======== Record excerpts

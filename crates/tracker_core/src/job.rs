use std::fmt;
use std::str::FromStr;

use chrono::{DateTime, Utc};
use serde::{Deserialize, Serialize};

use crate::{Entity, Patch, RecordId};

#[derive(Debug, Clone, Copy, PartialEq, Eq, Hash, Default, Serialize, Deserialize)]
#[serde(rename_all = "SCREAMING_SNAKE_CASE")]
pub enum Stage {
    #[default]
    Applied,
    Interview,
    Offer,
    Rejected,
    Withdrawn,
}

impl Stage {
    pub const ALL: [Stage; 5] = [
        Stage::Applied,
        Stage::Interview,
        Stage::Offer,
        Stage::Rejected,
        Stage::Withdrawn,
    ];

    pub fn as_str(self) -> &'static str {
        match self {
            Stage::Applied => "APPLIED",
            Stage::Interview => "INTERVIEW",
            Stage::Offer => "OFFER",
            Stage::Rejected => "REJECTED",
            Stage::Withdrawn => "WITHDRAWN",
        }
    }

    pub fn label(self) -> &'static str {
        match self {
            Stage::Applied => "Applied",
            Stage::Interview => "Interview",
            Stage::Offer => "Offer",
            Stage::Rejected => "Rejected",
            Stage::Withdrawn => "Withdrawn",
        }
    }
}

impl fmt::Display for Stage {
    fn fmt(&self, f: &mut fmt::Formatter<'_>) -> fmt::Result {
        f.write_str(self.label())
    }
}

impl FromStr for Stage {
    type Err = String;

    fn from_str(s: &str) -> Result<Self, Self::Err> {
        Stage::ALL
            .into_iter()
            .find(|stage| stage.as_str().eq_ignore_ascii_case(s.trim()))
            .ok_or_else(|| format!("unknown stage `{s}`"))
    }
}

#[derive(Debug, Clone, Copy, PartialEq, Eq, Hash, Default, Serialize, Deserialize)]
#[serde(rename_all = "SCREAMING_SNAKE_CASE")]
pub enum Priority {
    Low,
    #[default]
    Medium,
    High,
    Urgent,
}

impl Priority {
    pub const ALL: [Priority; 4] = [
        Priority::Low,
        Priority::Medium,
        Priority::High,
        Priority::Urgent,
    ];

    pub fn as_str(self) -> &'static str {
        match self {
            Priority::Low => "LOW",
            Priority::Medium => "MEDIUM",
            Priority::High => "HIGH",
            Priority::Urgent => "URGENT",
        }
    }

    pub fn label(self) -> &'static str {
        match self {
            Priority::Low => "Low",
            Priority::Medium => "Medium",
            Priority::High => "High",
            Priority::Urgent => "Urgent",
        }
    }
}

impl fmt::Display for Priority {
    fn fmt(&self, f: &mut fmt::Formatter<'_>) -> fmt::Result {
        f.write_str(self.label())
    }
}

impl FromStr for Priority {
    type Err = String;

    fn from_str(s: &str) -> Result<Self, Self::Err> {
        Priority::ALL
            .into_iter()
            .find(|priority| priority.as_str().eq_ignore_ascii_case(s.trim()))
            .ok_or_else(|| format!("unknown priority `{s}`"))
    }
}

#[derive(Debug, Clone, PartialEq, Eq, Serialize, Deserialize)]
#[serde(rename_all = "camelCase")]
pub struct Note {
    pub id: String,
    pub content: String,
    pub created_at: DateTime<Utc>,
}

impl Note {
    /// Not yet stored by the server.
    pub fn is_pending(&self) -> bool {
        self.id.is_empty()
    }
}

#[derive(Debug, Clone, PartialEq, Eq, Serialize, Deserialize)]
pub struct Tag {
    pub id: String,
    pub name: String,
    pub color: String,
}

/// Association row between a job and a tag, as the API nests it.
#[derive(Debug, Clone, PartialEq, Eq, Serialize, Deserialize)]
pub struct JobTag {
    pub id: String,
    pub tag: Tag,
}

impl JobTag {
    pub fn is_pending(&self) -> bool {
        self.id.is_empty()
    }
}

#[derive(Debug, Clone, PartialEq, Eq, Serialize, Deserialize)]
#[serde(rename_all = "camelCase")]
pub struct Job {
    pub id: RecordId,
    pub title: String,
    pub company: String,
    #[serde(default, skip_serializing_if = "Option::is_none")]
    pub location: Option<String>,
    #[serde(default, skip_serializing_if = "Option::is_none")]
    pub description: Option<String>,
    #[serde(default, skip_serializing_if = "Option::is_none")]
    pub salary: Option<String>,
    #[serde(default, skip_serializing_if = "Option::is_none")]
    pub url: Option<String>,
    pub stage: Stage,
    pub priority: Priority,
    pub applied_at: DateTime<Utc>,
    pub updated_at: DateTime<Utc>,
    #[serde(default)]
    pub notes: Vec<Note>,
    #[serde(default)]
    pub tags: Vec<JobTag>,
}

impl Job {
    pub fn is_pending(&self) -> bool {
        self.id.is_temp()
    }

    pub fn tag_names(&self) -> impl Iterator<Item = &str> {
        self.tags.iter().map(|job_tag| job_tag.tag.name.as_str())
    }
}

impl Entity for Job {
    type Draft = JobDraft;

    fn record_id(&self) -> &RecordId {
        &self.id
    }

    fn from_draft(id: RecordId, draft: &JobDraft) -> Self {
        let now = Utc::now();
        Job {
            id,
            title: draft.title.clone(),
            company: draft.company.clone(),
            location: draft.location.clone(),
            description: draft.description.clone(),
            salary: draft.salary.clone(),
            url: draft.url.clone(),
            stage: draft.stage,
            priority: draft.priority,
            applied_at: now,
            updated_at: now,
            notes: Vec::new(),
            tags: Vec::new(),
        }
    }
}

/// Form data for a job; also the request body for create and full update.
#[derive(Debug, Clone, PartialEq, Eq, Default, Serialize, Deserialize)]
#[serde(rename_all = "camelCase")]
pub struct JobDraft {
    pub title: String,
    pub company: String,
    #[serde(default, skip_serializing_if = "Option::is_none")]
    pub location: Option<String>,
    #[serde(default, skip_serializing_if = "Option::is_none")]
    pub description: Option<String>,
    #[serde(default, skip_serializing_if = "Option::is_none")]
    pub salary: Option<String>,
    #[serde(default, skip_serializing_if = "Option::is_none")]
    pub url: Option<String>,
    pub stage: Stage,
    pub priority: Priority,
}

impl JobDraft {
    pub fn new(title: impl Into<String>, company: impl Into<String>) -> Self {
        Self {
            title: title.into(),
            company: company.into(),
            ..Self::default()
        }
    }

    /// Body for a full PUT of `job`. Absent optionals are sent as empty
    /// strings, since an omitted field leaves the stored value in place.
    pub fn replacing(job: &Job) -> Self {
        let cleared = |value: &Option<String>| Some(value.clone().unwrap_or_default());
        Self {
            location: cleared(&job.location),
            description: cleared(&job.description),
            salary: cleared(&job.salary),
            url: cleared(&job.url),
            ..Self::from(job)
        }
    }
}

impl From<&Job> for JobDraft {
    fn from(job: &Job) -> Self {
        Self {
            title: job.title.clone(),
            company: job.company.clone(),
            location: job.location.clone(),
            description: job.description.clone(),
            salary: job.salary.clone(),
            url: job.url.clone(),
            stage: job.stage,
            priority: job.priority,
        }
    }
}

/// Partial edit; `None` leaves the field as it is.
#[derive(Debug, Clone, PartialEq, Eq, Default)]
pub struct JobPatch {
    pub title: Option<String>,
    pub company: Option<String>,
    pub location: Option<String>,
    pub description: Option<String>,
    pub salary: Option<String>,
    pub url: Option<String>,
    pub stage: Option<Stage>,
    pub priority: Option<Priority>,
}

impl JobPatch {
    pub fn is_empty(&self) -> bool {
        self == &Self::default()
    }
}

impl Patch<Job> for JobPatch {
    fn apply_to(&self, target: &mut Job) {
        if let Some(title) = &self.title {
            target.title = title.clone();
        }
        if let Some(company) = &self.company {
            target.company = company.clone();
        }
        if let Some(location) = &self.location {
            target.location = Some(location.clone());
        }
        if let Some(description) = &self.description {
            target.description = Some(description.clone());
        }
        if let Some(salary) = &self.salary {
            target.salary = Some(salary.clone());
        }
        if let Some(url) = &self.url {
            target.url = Some(url.clone()).filter(|url| !url.is_empty());
        }
        if let Some(stage) = self.stage {
            target.stage = stage;
        }
        if let Some(priority) = self.priority {
            target.priority = priority;
        }
    }
}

================

Exercise goal: The answer must be every line of the data that contains the word "Medium".

Response box:
    Medium,
        Priority::Medium,
            Priority::Medium => "MEDIUM",
            Priority::Medium => "Medium",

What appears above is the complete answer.